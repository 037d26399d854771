use crate::errors::{AppError, AppResult};
use serde::{Deserialize, Serialize};
use std::fs;
use std::net::SocketAddr;
use std::path::{Path, PathBuf};

pub const DEFAULT_BIND: &str = "127.0.0.1:5000";
pub const DEFAULT_DATABASE_PATH: &str = "data/profile.db";
pub const DEFAULT_API_URL: &str = "http://localhost:5000/api";

#[derive(Debug, Clone, Serialize, Deserialize, PartialEq, Eq)]
#[serde(rename_all = "camelCase", default)]
pub struct ServerConfig {
    pub bind: String,
    pub database_path: PathBuf,
    /// When set, logs are written as JSON to a daily rolling file in this directory.
    pub log_dir: Option<PathBuf>,
}

impl Default for ServerConfig {
    fn default() -> Self {
        Self {
            bind: DEFAULT_BIND.to_string(),
            database_path: PathBuf::from(DEFAULT_DATABASE_PATH),
            log_dir: None,
        }
    }
}

impl ServerConfig {
    pub fn bind_addr(&self) -> AppResult<SocketAddr> {
        self.bind
            .parse::<SocketAddr>()
            .map_err(|error| AppError::Config(format!("invalid bind address '{}': {}", self.bind, error)))
    }
}

#[derive(Debug, Clone, Serialize, Deserialize, PartialEq, Eq)]
#[serde(rename_all = "camelCase", default)]
pub struct ClientConfig {
    pub api_url: String,
    pub timeout_ms: u64,
}

impl Default for ClientConfig {
    fn default() -> Self {
        Self {
            api_url: DEFAULT_API_URL.to_string(),
            timeout_ms: 10_000,
        }
    }
}

#[derive(Debug, Clone, Default, Serialize, Deserialize, PartialEq, Eq)]
#[serde(rename_all = "camelCase", default)]
pub struct Config {
    pub server: ServerConfig,
    pub client: ClientConfig,
}

impl Config {
    /// Defaults, then the optional YAML file, then `PROFILE_*` environment overrides.
    pub fn load(path: Option<&Path>) -> AppResult<Self> {
        let mut config = match path {
            Some(path) => Self::from_file(path)?,
            None => Self::default(),
        };
        config.apply_overrides(|key| std::env::var(key).ok());
        Ok(config)
    }

    pub fn from_file(path: &Path) -> AppResult<Self> {
        let raw = fs::read_to_string(path)
            .map_err(|error| AppError::Config(format!("cannot read {}: {}", path.display(), error)))?;
        Self::from_yaml(&raw)
    }

    pub fn from_yaml(raw: &str) -> AppResult<Self> {
        if raw.trim().is_empty() {
            return Ok(Self::default());
        }
        Ok(serde_yaml::from_str(raw)?)
    }

    pub fn apply_overrides(&mut self, lookup: impl Fn(&str) -> Option<String>) {
        if let Some(bind) = lookup("PROFILE_BIND") {
            self.server.bind = bind;
        }
        if let Some(database) = lookup("PROFILE_DATABASE") {
            self.server.database_path = PathBuf::from(database);
        }
        if let Some(log_dir) = lookup("PROFILE_LOG_DIR") {
            self.server.log_dir = Some(PathBuf::from(log_dir));
        }
        if let Some(api_url) = lookup("PROFILE_API_URL") {
            self.client.api_url = api_url;
        }
    }
}
pub mod client;
pub mod config;
pub mod db;
pub mod errors;
pub mod http;
pub mod models;
pub mod seed;
pub mod service;
pub mod telemetry;

use crate::config::ServerConfig;
use crate::db::Database;
use crate::errors::{AppError, AppResult};
use crate::http::{router, AppState};
use crate::service::ProfileService;
use std::sync::Arc;
use tokio::net::TcpListener;

/// Opens the database once for the whole process and wraps it in the service.
pub fn open_service(config: &ServerConfig) -> AppResult<ProfileService<Database>> {
    let db = Database::new(&config.database_path)?;
    tracing::info!(path = %db.path().display(), "database opened");
    Ok(ProfileService::new(Arc::new(db)))
}

/// Binds the configured address and serves until ctrl-c.
pub async fn serve(config: &ServerConfig) -> AppResult<()> {
    let service = open_service(config)?;
    let listener = TcpListener::bind(config.bind_addr()?).await?;
    serve_on(listener, service, shutdown_signal()).await
}

pub async fn serve_on(
    listener: TcpListener,
    service: ProfileService<Database>,
    shutdown: impl std::future::Future<Output = ()> + Send + 'static,
) -> AppResult<()> {
    let addr = listener.local_addr()?;
    tracing::info!(%addr, "profile api listening");

    axum::serve(listener, router(AppState { service }))
        .with_graceful_shutdown(shutdown)
        .await
        .map_err(|error| AppError::Io(error.to_string()))?;

    tracing::info!("profile api stopped");
    Ok(())
}

async fn shutdown_signal() {
    if let Err(error) = tokio::signal::ctrl_c().await {
        tracing::warn!(error = %error, "failed to listen for shutdown signal");
        std::future::pending::<()>().await;
    }
}
use crate::db::ProfileStore;
use crate::errors::{AppError, AppResult};
use crate::models::{
    EndorsementResult, PendingSkill, Profile, ProfileFields, Skill, SkillInput, SocialLinks, UpsertProfilePayload,
};
use std::collections::HashSet;
use std::sync::Arc;

pub const PROFILE_NOT_FOUND: &str = "Profile not found";
pub const SKILL_NOT_FOUND: &str = "Skill not found";
pub const MISSING_REQUIRED_FIELDS: &str = "Please provide name, bio, and profile picture";

/// Builds the stored skill list for an update.
///
/// Incoming entries whose id matches an existing skill keep the stored endorsement count; any
/// other entry takes the client count or zero. Existing skills absent from `incoming` are dropped.
/// A blank id counts as no id, so the store assigns a fresh one.
pub fn merge_skills(existing: &[Skill], incoming: Vec<SkillInput>) -> Vec<PendingSkill> {
    incoming
        .into_iter()
        .map(|skill| {
            let id = skill.id.filter(|id| !id.trim().is_empty());
            let stored = id
                .as_deref()
                .and_then(|id| existing.iter().find(|current| current.id == id));
            let endorsements = match stored {
                Some(current) => current.endorsements,
                None => skill.endorsements.unwrap_or(0),
            };
            PendingSkill {
                id,
                name: skill.name.trim().to_string(),
                endorsements,
            }
        })
        .collect()
}

pub struct ProfileService<S: ProfileStore> {
    store: Arc<S>,
}

impl<S: ProfileStore> Clone for ProfileService<S> {
    fn clone(&self) -> Self {
        Self {
            store: self.store.clone(),
        }
    }
}

impl<S: ProfileStore> ProfileService<S> {
    pub fn new(store: Arc<S>) -> Self {
        Self { store }
    }

    pub fn store(&self) -> &S {
        &self.store
    }

    pub fn fetch(&self) -> AppResult<Profile> {
        tracing::debug!("fetching profile");
        self.store
            .get()?
            .ok_or_else(|| AppError::NotFound(PROFILE_NOT_FOUND.to_string()))
    }

    pub fn upsert(&self, payload: UpsertProfilePayload) -> AppResult<Profile> {
        let (name, bio, profile_picture) = required_fields(&payload)?;
        if let Some(skills) = &payload.skills {
            validate_skills(skills)?;
        }
        let social_links = SocialLinks::from_input(payload.social_links);

        let mut incoming = payload.skills;
        let mut created = false;
        let profile = self.store.modify(&mut |current| {
            created = current.is_none();
            let skills = match (current, incoming.take()) {
                (Some(current), Some(incoming)) => merge_skills(&current.skills, incoming),
                (Some(current), None) => current.skills.iter().map(PendingSkill::from).collect(),
                (None, incoming) => merge_skills(&[], incoming.unwrap_or_default()),
            };
            Ok(ProfileFields {
                name: name.clone(),
                bio: bio.clone(),
                profile_picture: profile_picture.clone(),
                social_links: social_links.clone(),
                skills,
            })
        })?;

        if created {
            tracing::info!(profile_id = %profile.id, skills = profile.skills.len(), "profile created");
        } else {
            tracing::info!(profile_id = %profile.id, skills = profile.skills.len(), "profile updated");
        }
        Ok(profile)
    }

    pub fn endorse(&self, skill_id: &str) -> AppResult<EndorsementResult> {
        let mut result = None;
        self.store.modify(&mut |current| {
            let profile = current.ok_or_else(|| AppError::NotFound(PROFILE_NOT_FOUND.to_string()))?;
            let mut fields = ProfileFields::from(profile);
            let target = fields
                .skills
                .iter_mut()
                .find(|skill| skill.id.as_deref() == Some(skill_id))
                .ok_or_else(|| AppError::NotFound(SKILL_NOT_FOUND.to_string()))?;
            target.endorsements = target.endorsements.saturating_add(1);
            result = Some(EndorsementResult {
                skill_id: skill_id.to_string(),
                name: target.name.clone(),
                endorsements: target.endorsements,
            });
            Ok(fields)
        })?;

        let result = result.ok_or_else(|| AppError::Internal("endorsement was not applied".to_string()))?;
        tracing::info!(skill_id = %skill_id, endorsements = result.endorsements, "skill endorsed");
        Ok(result)
    }
}

fn required_fields(payload: &UpsertProfilePayload) -> AppResult<(String, String, String)> {
    let present = |value: &Option<String>| {
        value
            .as_deref()
            .map(str::trim)
            .filter(|trimmed| !trimmed.is_empty())
            .map(ToString::to_string)
    };

    match (present(&payload.name), present(&payload.bio), present(&payload.profile_picture)) {
        (Some(name), Some(bio), Some(profile_picture)) => Ok((name, bio, profile_picture)),
        _ => Err(AppError::Validation(MISSING_REQUIRED_FIELDS.to_string())),
    }
}

fn validate_skills(skills: &[SkillInput]) -> AppResult<()> {
    let mut seen = HashSet::new();
    for skill in skills {
        if skill.name.trim().is_empty() {
            return Err(AppError::Validation("Skill name is required".to_string()));
        }
        if let Some(id) = skill.id.as_deref().filter(|id| !id.trim().is_empty()) {
            if !seen.insert(id) {
                return Err(AppError::Validation(format!("Duplicate skill id: {}", id)));
            }
        }
    }
    Ok(())
}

§ Task prompt: Return every line of the listing above where "target" appears.

§ Written answer:
            let target = fields
            target.endorsements = target.endorsements.saturating_add(1);
                name: target.name.clone(),
                endorsements: target.endorsements,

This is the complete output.